Problem description ->
Go through the entries and write each one out again unchanged.

☆ ☆ ☆ ☆

use std::sync::Arc;

use anyhow::Context;

use report_engine::config::EngineConfig;
use report_engine::generation::GeminiClient;
use report_engine::market::{
    BtcPriceProvider, FearGreedProvider, GlobalMarketProvider, MarketAggregator,
    MarketDataProvider,
};
use report_engine::progress::ProgressBoard;
use report_engine::ratelimit::LimiterRegistry;
use report_engine::store::MemoryReportStore;
use report_engine::workflow::{ReportEngine, RunRequest};

#[tokio::main]
async fn main() -> anyhow::Result<()> {
    let args: Vec<String> = std::env::args().collect();
    let options = parse_args(&args);

    tracing_subscriber::fmt()
        .with_target(false)
        .with_writer(std::io::stderr)
        .with_env_filter(
            tracing_subscriber::EnvFilter::from_default_env()
                .add_directive(tracing::Level::INFO.into()),
        )
        .init();

    let api_key = std::env::var("GEMINI_API_KEY")
        .context("GEMINI_API_KEY environment variable is required")?;

    let mut config = EngineConfig::from_env();
    if let Some(dir) = options.prompts_dir {
        config.prompts_dir = dir.into();
    }
    if let Some(attempts) = options.max_attempts {
        config.max_attempts = attempts;
    }

    tracing::info!(
        model = %config.model,
        prompts_dir = %config.prompts_dir.display(),
        "starting report generation"
    );

    let limiters = Arc::new(LimiterRegistry::with_defaults());
    let http = reqwest::Client::builder()
        .timeout(config.provider_timeout)
        .user_agent("report-engine/0.1.0")
        .build()
        .context("failed to build HTTP client")?;

    let providers: Vec<Arc<dyn MarketDataProvider>> = vec![
        Arc::new(GlobalMarketProvider::new(http.clone())),
        Arc::new(BtcPriceProvider::new(http.clone())),
        Arc::new(FearGreedProvider::new(http)),
    ];
    let aggregator = MarketAggregator::new(
        providers,
        Arc::clone(&limiters),
        config.provider_timeout,
        config.aggregate_deadline,
    );

    let generation = Arc::new(GeminiClient::new(api_key.clone(), config.model.clone()));
    let store = Arc::new(MemoryReportStore::new());
    let progress = Arc::new(ProgressBoard::new());

    let max_attempts = config.max_attempts;
    let engine = ReportEngine::new(
        generation,
        aggregator,
        Arc::clone(&store) as Arc<dyn report_engine::store::ReportStore>,
        Arc::clone(&progress) as Arc<dyn report_engine::progress::ProgressSink>,
        Arc::clone(&limiters),
        config,
    );

    let mut request = RunRequest::new(api_key, max_attempts);
    if let Some(session_id) = options.session_id {
        request = request.with_session_id(session_id);
    }

    let result = engine.run(request).await;

    for stats in limiters.all_stats() {
        tracing::info!(
            provider = %stats.provider,
            circuit = ?stats.circuit_state,
            calls_last_minute = stats.calls_last_minute,
            failures = stats.failure_count,
            "limiter stats"
        );
    }

    if result.success {
        let report_id = result.report_id.as_deref().unwrap_or("");
        println!("Report generated: {}", report_id);
        println!("  session:   {}", result.session_id);
        println!(
            "  attempts:  research {} / html {} / js {} / css {}",
            result.research_attempt, result.html_attempt, result.js_attempt, result.css_attempt
        );
        println!("  elapsed:   {:.1}s", result.execution_time.as_secs_f64());
        if let Some(report) = result.report_id.as_deref().and_then(|id| store.get(id)) {
            println!(
                "  artifacts: html {} / css {} / js {} chars",
                report.html.len(),
                report.css.len(),
                report.js.len()
            );
        }
        Ok(())
    } else {
        eprintln!("Report generation failed (session {}):", result.session_id);
        for (i, message) in result.error_messages.iter().enumerate() {
            eprintln!("  {}. {}", i + 1, message);
        }
        std::process::exit(1);
    }
}

#[derive(Default)]
struct CliOptions {
    prompts_dir: Option<String>,
    max_attempts: Option<u32>,
    session_id: Option<String>,
}

fn parse_args(args: &[String]) -> CliOptions {
    let mut options = CliOptions::default();

    let mut i = 1;
    while i < args.len() {
        match args[i].as_str() {
            "--prompts" => {
                if i + 1 < args.len() {
                    options.prompts_dir = Some(args[i + 1].clone());
                    i += 1;
                }
            }
            "--max-attempts" => {
                if i + 1 < args.len() {
                    options.max_attempts = args[i + 1].parse().ok();
                    i += 1;
                }
            }
            "--session" => {
                if i + 1 < args.len() {
                    options.session_id = Some(args[i + 1].clone());
                    i += 1;
                }
            }
            "--help" | "-h" => {
                print_usage();
                std::process::exit(0);
            }
            other => {
                eprintln!("Unknown argument: {}", other);
                print_usage();
                std::process::exit(1);
            }
        }
        i += 1;
    }

    options
}

fn print_usage() {
    println!("report-engine - LLM-driven crypto market report generator");
    println!();
    println!("USAGE:");
    println!("    report-engine [OPTIONS]");
    println!();
    println!("OPTIONS:");
    println!("    --prompts <DIR>        Prompt template directory (default: prompts)");
    println!("    --max-attempts <N>     Research attempt cap (default: 3)");
    println!("    --session <ID>         Session identifier (default: random)");
    println!("    --help, -h             Print this help message");
    println!();
    println!("ENVIRONMENT VARIABLES:");
    println!("    GEMINI_API_KEY            Generation API key (required)");
    println!("    REPORT_MODEL              Generation model (default: gemini-2.5-flash)");
    println!("    REPORT_PROMPTS_DIR        Prompt template directory");
    println!("    REPORT_MAX_ATTEMPTS       Research attempt cap");
    println!("    COINGECKO_GLOBAL_URL      Override global market endpoint");
    println!("    COINGECKO_BTC_PRICE_URL   Override BTC price endpoint");
    println!("    ALTERNATIVE_ME_FNG_URL    Override Fear & Greed endpoint");
    println!("    RUST_LOG                  Logging level (default: info)");
}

☆ ☆ ☆ ☆

Answer area ->
use std::sync::Arc;

use anyhow::Context;

use report_engine::config::EngineConfig;
use report_engine::generation::GeminiClient;
use report_engine::market::{
    BtcPriceProvider, FearGreedProvider, GlobalMarketProvider, MarketAggregator,
    MarketDataProvider,
};
use report_engine::progress::ProgressBoard;
use report_engine::ratelimit::LimiterRegistry;
use report_engine::store::MemoryReportStore;
use report_engine::workflow::{ReportEngine, RunRequest};

#[tokio::main]
async fn main() -> anyhow::Result<()> {
    let args: Vec<String> = std::env::args().collect();
    let options = parse_args(&args);

    tracing_subscriber::fmt()
        .with_target(false)
        .with_writer(std::io::stderr)
        .with_env_filter(
            tracing_subscriber::EnvFilter::from_default_env()
                .add_directive(tracing::Level::INFO.into()),
        )
        .init();

    let api_key = std::env::var("GEMINI_API_KEY")
        .context("GEMINI_API_KEY environment variable is required")?;

    let mut config = EngineConfig::from_env();
    if let Some(dir) = options.prompts_dir {
        config.prompts_dir = dir.into();
    }
    if let Some(attempts) = options.max_attempts {
        config.max_attempts = attempts;
    }

    tracing::info!(
        model = %config.model,
        prompts_dir = %config.prompts_dir.display(),
        "starting report generation"
    );

    let limiters = Arc::new(LimiterRegistry::with_defaults());
    let http = reqwest::Client::builder()
        .timeout(config.provider_timeout)
        .user_agent("report-engine/0.1.0")
        .build()
        .context("failed to build HTTP client")?;

    let providers: Vec<Arc<dyn MarketDataProvider>> = vec![
        Arc::new(GlobalMarketProvider::new(http.clone())),
        Arc::new(BtcPriceProvider::new(http.clone())),
        Arc::new(FearGreedProvider::new(http)),
    ];
    let aggregator = MarketAggregator::new(
        providers,
        Arc::clone(&limiters),
        config.provider_timeout,
        config.aggregate_deadline,
    );

    let generation = Arc::new(GeminiClient::new(api_key.clone(), config.model.clone()));
    let store = Arc::new(MemoryReportStore::new());
    let progress = Arc::new(ProgressBoard::new());

    let max_attempts = config.max_attempts;
    let engine = ReportEngine::new(
        generation,
        aggregator,
        Arc::clone(&store) as Arc<dyn report_engine::store::ReportStore>,
        Arc::clone(&progress) as Arc<dyn report_engine::progress::ProgressSink>,
        Arc::clone(&limiters),
        config,
    );

    let mut request = RunRequest::new(api_key, max_attempts);
    if let Some(session_id) = options.session_id {
        request = request.with_session_id(session_id);
    }

    let result = engine.run(request).await;

    for stats in limiters.all_stats() {
        tracing::info!(
            provider = %stats.provider,
            circuit = ?stats.circuit_state,
            calls_last_minute = stats.calls_last_minute,
            failures = stats.failure_count,
            "limiter stats"
        );
    }

    if result.success {
        let report_id = result.report_id.as_deref().unwrap_or("");
        println!("Report generated: {}", report_id);
        println!("  session:   {}", result.session_id);
        println!(
            "  attempts:  research {} / html {} / js {} / css {}",
            result.research_attempt, result.html_attempt, result.js_attempt, result.css_attempt
        );
        println!("  elapsed:   {:.1}s", result.execution_time.as_secs_f64());
        if let Some(report) = result.report_id.as_deref().and_then(|id| store.get(id)) {
            println!(
                "  artifacts: html {} / css {} / js {} chars",
                report.html.len(),
                report.css.len(),
                report.js.len()
            );
        }
        Ok(())
    } else {
        eprintln!("Report generation failed (session {}):", result.session_id);
        for (i, message) in result.error_messages.iter().enumerate() {
            eprintln!("  {}. {}", i + 1, message);
        }
        std::process::exit(1);
    }
}

#[derive(Default)]
struct CliOptions {
    prompts_dir: Option<String>,
    max_attempts: Option<u32>,
    session_id: Option<String>,
}

fn parse_args(args: &[String]) -> CliOptions {
    let mut options = CliOptions::default();

    let mut i = 1;
    while i < args.len() {
        match args[i].as_str() {
            "--prompts" => {
                if i + 1 < args.len() {
                    options.prompts_dir = Some(args[i + 1].clone());
                    i += 1;
                }
            }
            "--max-attempts" => {
                if i + 1 < args.len() {
                    options.max_attempts = args[i + 1].parse().ok();
                    i += 1;
                }
            }
            "--session" => {
                if i + 1 < args.len() {
                    options.session_id = Some(args[i + 1].clone());
                    i += 1;
                }
            }
            "--help" | "-h" => {
                print_usage();
                std::process::exit(0);
            }
            other => {
                eprintln!("Unknown argument: {}", other);
                print_usage();
                std::process::exit(1);
            }
        }
        i += 1;
    }

    options
}

fn print_usage() {
    println!("report-engine - LLM-driven crypto market report generator");
    println!();
    println!("USAGE:");
    println!("    report-engine [OPTIONS]");
    println!();
    println!("OPTIONS:");
    println!("    --prompts <DIR>        Prompt template directory (default: prompts)");
    println!("    --max-attempts <N>     Research attempt cap (default: 3)");
    println!("    --session <ID>         Session identifier (default: random)");
    println!("    --help, -h             Print this help message");
    println!();
    println!("ENVIRONMENT VARIABLES:");
    println!("    GEMINI_API_KEY            Generation API key (required)");
    println!("    REPORT_MODEL              Generation model (default: gemini-2.5-flash)");
    println!("    REPORT_PROMPTS_DIR        Prompt template directory");
    println!("    REPORT_MAX_ATTEMPTS       Research attempt cap");
    println!("    COINGECKO_GLOBAL_URL      Override global market endpoint");
    println!("    COINGECKO_BTC_PRICE_URL   Override BTC price endpoint");
    println!("    ALTERNATIVE_ME_FNG_URL    Override Fear & Greed endpoint");
    println!("    RUST_LOG                  Logging level (default: info)");
}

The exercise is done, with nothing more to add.